AIM OF THE TASK:
Report every line of the entries that contains the word "const".

+++ THE RECORDS +++

//! Fork naming: collision-free identifiers for resources that exist in more
//! than one variant under different configuration choices.
//!
//! When a forking stage (say, motion-estimate filtering) runs, every branch
//! produces its own copy of the same logical derivative. Before those copies
//! reach the output directory their identifiers and filenames are stamped
//! with disambiguating entities derived from the branch that produced them.

use indexmap::IndexMap;
use serde::{Deserialize, Serialize};

use crate::config::Configuration;
use crate::entity::insert_entity;
use crate::provenance::Provenance;

/// Ordered map from a forking configuration axis to the producers that
/// manipulated that axis for one resource.
///
/// Insertion order is load-bearing: candidate scans take the first match.
pub type VariantMap = IndexMap<String, Vec<String>>;

/// Descriptive metadata attached to a produced resource.
#[derive(Debug, Clone, Default, Serialize, Deserialize)]
pub struct Sidecar {
    /// Full derivation lineage.
    #[serde(default, skip_serializing_if = "Option::is_none")]
    pub provenance: Option<Provenance>,
    /// Forking axes touched for this resource.
    #[serde(default)]
    pub variants: VariantMap,
}

/// Where a derivative will be written and under what name.
#[derive(Debug, Clone, PartialEq, Eq)]
pub struct OutputSpec {
    /// On-disk name candidate for the resource.
    pub filename: String,
    /// Output subdirectory relative to the derivatives root.
    pub subdir: camino::Utf8PathBuf,
}

/// Output names of the motion-estimate filter stage; the variant-map keys
/// relevant to the motion-filter axis, scanned in this order.
pub const MOVEMENT_FILTER_KEYS: [&str; 4] = [
    "movement-parameters",
    "max-displacement",
    "rels-displacement",
    "coordinate-transformation",
];

/// Switch path enabling motion-estimate filtering.
pub const MOTION_FILTER_SWITCH: [&str; 4] = [
    "functional_preproc",
    "motion_estimates_and_correction",
    "motion_estimate_filter",
    "run",
];

/// Switch path enabling nuisance regression.
pub const NUISANCE_SWITCH: [&str; 3] =
    ["nuisance_corrections", "2-nuisance_regression", "run"];

/// Marker carried by identifiers of the explicitly unfiltered branch.
const UNFILTERED_MARKER: &str = "unfiltered-";

/// Producer-name prefix of motion-filter stages.
const MOTION_FILTER_PREFIX: &str = "motion_estimate_filter_";

/// Producer-name prefix of nuisance-regressor generation stages.
const NUISANCE_GENERATION_PREFIX: &str = "nuisance_regressors_generation";

/// Resolve fork-disambiguating entities for one resource.
///
/// Takes the identifier and output descriptor by value and returns the
/// rewritten pair; zero, one, or two entities are inserted depending on
/// which forking axes the configuration has active. The axes are
/// independent, so both may stamp the same resource.
pub fn name_fork(
    resource_idx: String,
    cfg: &Configuration,
    sidecar: &Sidecar,
    out: OutputSpec,
) -> (String, OutputSpec) {
    let (resource_idx, out) = resolve_motion_filter(resource_idx, cfg, &sidecar.variants, out);
    resolve_nuisance_regression(resource_idx, cfg, &sidecar.variants, out)
}

/// Motion-filter axis: entity `filt`.
fn resolve_motion_filter(
    mut resource_idx: String,
    cfg: &Configuration,
    variants: &VariantMap,
    out: OutputSpec,
) -> (String, OutputSpec) {
    if !cfg.switch_is_on(&MOTION_FILTER_SWITCH) {
        return (resource_idx, out);
    }

    let filt_value = if resource_idx.contains(UNFILTERED_MARKER) {
        // The explicitly unfiltered branch: drop the marker, pin the entity.
        resource_idx = resource_idx.replace(UNFILTERED_MARKER, "");
        "none".to_string()
    } else {
        first_filter_variant(variants).unwrap_or_else(|| "none".to_string())
    };

    tracing::debug!("{resource_idx}: filt-{filt_value}");
    apply_entity(resource_idx, out, "filt", Some(&filt_value))
}

/// First motion-filter producer among the relevant variant entries, minus
/// the stage prefix. `None` when no relevant entry has any producers.
fn first_filter_variant(variants: &VariantMap) -> Option<String> {
    MOVEMENT_FILTER_KEYS
        .iter()
        .filter_map(|key| variants.get(*key))
        .find_map(|producers| producers.first())
        .map(|producer| producer.replace(MOTION_FILTER_PREFIX, ""))
}

/// Nuisance-regression axis: entity `reg`.
///
/// Entered whenever the configuration has an entry at the switch path at
/// all; the on/off state only decides whether the literal `Off` joins the
/// candidate list, so a pure-off run still gets an explicit disambiguator.
fn resolve_nuisance_regression(
    resource_idx: String,
    cfg: &Configuration,
    variants: &VariantMap,
    out: OutputSpec,
) -> (String, OutputSpec) {
    if !cfg.has_switch(&NUISANCE_SWITCH) {
        return (resource_idx, out);
    }

    let mut candidates: Vec<String> = variants
        .values()
        .flatten()
        .filter(|producer| producer.starts_with(NUISANCE_GENERATION_PREFIX))
        .map(|producer| {
            producer
                .rsplit('_')
                .next()
                .unwrap_or(producer)
                .to_string()
        })
        .collect();

    if cfg.switch_is_off(&NUISANCE_SWITCH) {
        candidates.push("Off".to_string());
    }

    let reg_value = candidates.first().cloned();
    if let Some(value) = &reg_value {
        tracing::debug!("{resource_idx}: reg-{value}");
    }
    apply_entity(resource_idx, out, "reg", reg_value.as_deref())
}

/// Insert one fork entity into a resource identifier and its output
/// filename.
///
/// A `None` value leaves both untouched. Callers always use the returned
/// pair; the inputs are consumed, never mutated behind the caller's back.
pub fn apply_entity(
    resource_idx: String,
    mut out: OutputSpec,
    key: &str,
    value: Option<&str>,
) -> (String, OutputSpec) {
    match value {
        Some(value) => {
            let resource_idx = insert_entity(&resource_idx, key, value);
            out.filename = insert_entity(&out.filename, key, value);
            (resource_idx, out)
        }
        None => (resource_idx, out),
    }
}

/// Filter a produced-output map down to the requested keys.
///
/// Stages whose output set varies with configuration declare a superset of
/// keys; anything not actually produced is silently dropped, so one stage
/// definition covers every configuration. Duplicate and unknown keys are
/// allowed.
pub fn present_outputs<V: Clone>(
    outputs: &IndexMap<String, V>,
    keys: &[&str],
) -> IndexMap<String, V> {
    keys.iter()
        .filter_map(|key| outputs.get_key_value(*key))
        .map(|(key, value)| (key.clone(), value.clone()))
        .collect()
}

+++

REPLY:
pub const MOVEMENT_FILTER_KEYS: [&str; 4] = [
pub const MOTION_FILTER_SWITCH: [&str; 4] = [
pub const NUISANCE_SWITCH: [&str; 3] =
const UNFILTERED_MARKER: &str = "unfiltered-";
const MOTION_FILTER_PREFIX: &str = "motion_estimate_filter_";
const NUISANCE_GENERATION_PREFIX: &str = "nuisance_regressors_generation";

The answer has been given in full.